TEMPO.CO, Jakarta - Direktur Institute for Demographic and Poverty Studies (Ideas) Yusuf Wibisono menilai ada tiga indikasi politisasi bantuan sosial atau bansos yang belum tuntas saat empat menteri dipanggil dalam sidang Perselisihan Hasil Pemilihan Umum (PHPU) di Mahkamah Konstitusi (MK) pada Jumat lalu. Dia berpendapat bahwa majelis hakim perlu mencari kebenaran substantif untuk membuktikan adanya kecurangan dalam Pemilu 2024.
"Ketersediaan data yang berlimpah atas indikasi politisasi bansos dalam pilpres 2024 mengizinkan hakim MK untuk melakukan pendalaman substantif ini," kata Yusuf dalam pesan tertulisnya kepada Tempo, Minggu, 7 April 2024.
Permasalahan pertama, Yusuf menyampaikan, ialah konflik antara stabilitas makroekonomi dan kegentingan untuk bansos. Menurut dia, tidak ada kegentingan ekonomi untuk menambah berbagai bansos ad-hoc di sepanjang 2023 hingga menjelang pilpres di Februari 2024, mulai dari bansos beras, BLT El Nino, hingga BLT Mitigasi Risiko Pangan.
Ekonom itu menyebut bahwa pertumbuhan ekonomi tahun 2023 berada di kisaran angka 5,05 persen dengan inflasi hanya 2,31 persen dan terendah dalam 23 tahun terakhir.

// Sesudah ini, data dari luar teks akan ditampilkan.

/*!
 * Error types for the movsub application.
 *
 * This module contains custom error types for different parts of the application,
 * using the thiserror crate for ergonomic error definitions.
 */

use std::fmt;
use std::time::Duration;
use thiserror::Error;

/// Broad class of a provider failure, as seen by the repair logic
#[derive(Debug, Clone, Copy, PartialEq, Eq)]
pub enum FailureCategory {
    /// Network failure or timeout
    Transport,
    /// The service answered with a non-success response
    Service,
    /// The reply could not be decomposed into lines
    Parse,
}

impl fmt::Display for FailureCategory {
    fn fmt(&self, f: &mut fmt::Formatter<'_>) -> fmt::Result {
        let label = match self {
            Self::Transport => "transport",
            Self::Service => "service",
            Self::Parse => "parse",
        };
        write!(f, "{}", label)
    }
}

/// Errors that can occur when talking to the translation service
#[derive(Error, Debug, Clone)]
pub enum ProviderError {
    /// Error when making an API request fails
    #[error("API request failed: {0}")]
    RequestFailed(String),

    /// Error establishing or maintaining a connection
    #[error("Connection error: {0}")]
    ConnectionError(String),

    /// The request did not complete within the per-request timeout
    #[error("Request timed out after {0:?}")]
    Timeout(Duration),

    /// Error returned by the API itself
    #[error("API responded with error: {status_code} - {message}")]
    ApiError {
        /// HTTP status code
        status_code: u16,
        /// Error message from the API
        message: String,
    },

    /// Error related to rate limiting
    #[error("Rate limit exceeded: {0}")]
    RateLimitExceeded(String),

    /// Error with authentication
    #[error("Authentication error: {0}")]
    AuthenticationError(String),

    /// Error when parsing an API response fails
    #[error("Failed to parse API response: {0}")]
    ParseError(String),
}

impl ProviderError {
    /// Map this error onto the transport / service / parse taxonomy
    pub fn category(&self) -> FailureCategory {
        match self {
            Self::RequestFailed(_) | Self::ConnectionError(_) | Self::Timeout(_) => {
                FailureCategory::Transport
            }
            Self::ApiError { .. } | Self::RateLimitExceeded(_) | Self::AuthenticationError(_) => {
                FailureCategory::Service
            }
            Self::ParseError(_) => FailureCategory::Parse,
        }
    }
}

/// Errors that are fatal to a whole translation run
#[derive(Error, Debug)]
pub enum TranslationError {
    /// A configuration value is unusable; raised before any network activity
    #[error("Invalid configuration: {0}")]
    InvalidConfig(String),

    /// The assembler was handed results that do not cover the batch layout
    #[error("Incomplete assembly: {0}")]
    IncompleteAssembly(String),

    /// Error from the provider API
    #[error("Provider error: {0}")]
    Provider(#[from] ProviderError),
}

/// Main application error type that wraps all other errors
#[derive(Error, Debug)]
pub enum AppError {
    /// Error from a file operation
    #[error("File error: {0}")]
    File(String),

    /// Audio extraction failed
    #[error("Media error: {0}")]
    Media(String),

    /// Speech recognition failed
    #[error("Transcription error: {0}")]
    Transcription(String),

    /// Error from translation
    #[error("Translation error: {0}")]
    Translation(#[from] TranslationError),

    /// Any other error
    #[error("Unknown error: {0}")]
    Unknown(String),
}

// Utility functions for error conversion
impl From<anyhow::Error> for AppError {
    fn from(error: anyhow::Error) -> Self {
        Self::Unknown(error.to_string())
    }
}

impl From<std::io::Error> for AppError {
    fn from(error: std::io::Error) -> Self {
        Self::File(error.to_string())
    }
}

Sedangkan pada tahun 2024, sambung Yusuf, pertumbuhan ekonomi diproyeksikan 5,2 persen dengan inflasi 2-3 persen.
Yusuf juga menyampaikan bahwa anggaran belanja bansos pada tahun 2023 diproyeksikan Rp 146,5 triliun dan pada 2024 Rp 152,3 triliun. Angka itu jauh meningkat dibandingkan anggaran sebelum pandemi yang hanya Rp 112,5 triliun pada 2019.
"Anggaran belanja bansos yang sangat besar yang terus dipertahankan meski pandemi telah berakhir adalah memiliki motif non ekonomi, yaitu motif elektoral," ujarnya.
Lebih lanjut, Yusuf mengungkap permasalahan kedua, yaitu korelasi antara suara Prabowo-Gibran dan sebaran penerima bansos. Menurut dia, dari 22 juta keluarga penerima manfaat (KPM) bansos, sekitar 60 persen atau 13 juta KPM, bertempat tinggal di Jawa yang merupakan provinsi utama perebutan suara pilpres.
"Dari 204,8 juta DPT (Daftar Pemilih Tetap) di Pilpres 2024, sekitar 56 persen ada di Jawa. Pasangan Prabowo-Gibran mendapatkan 53,6 juta suara di Jawa, sekitar 33% dari total suara sah."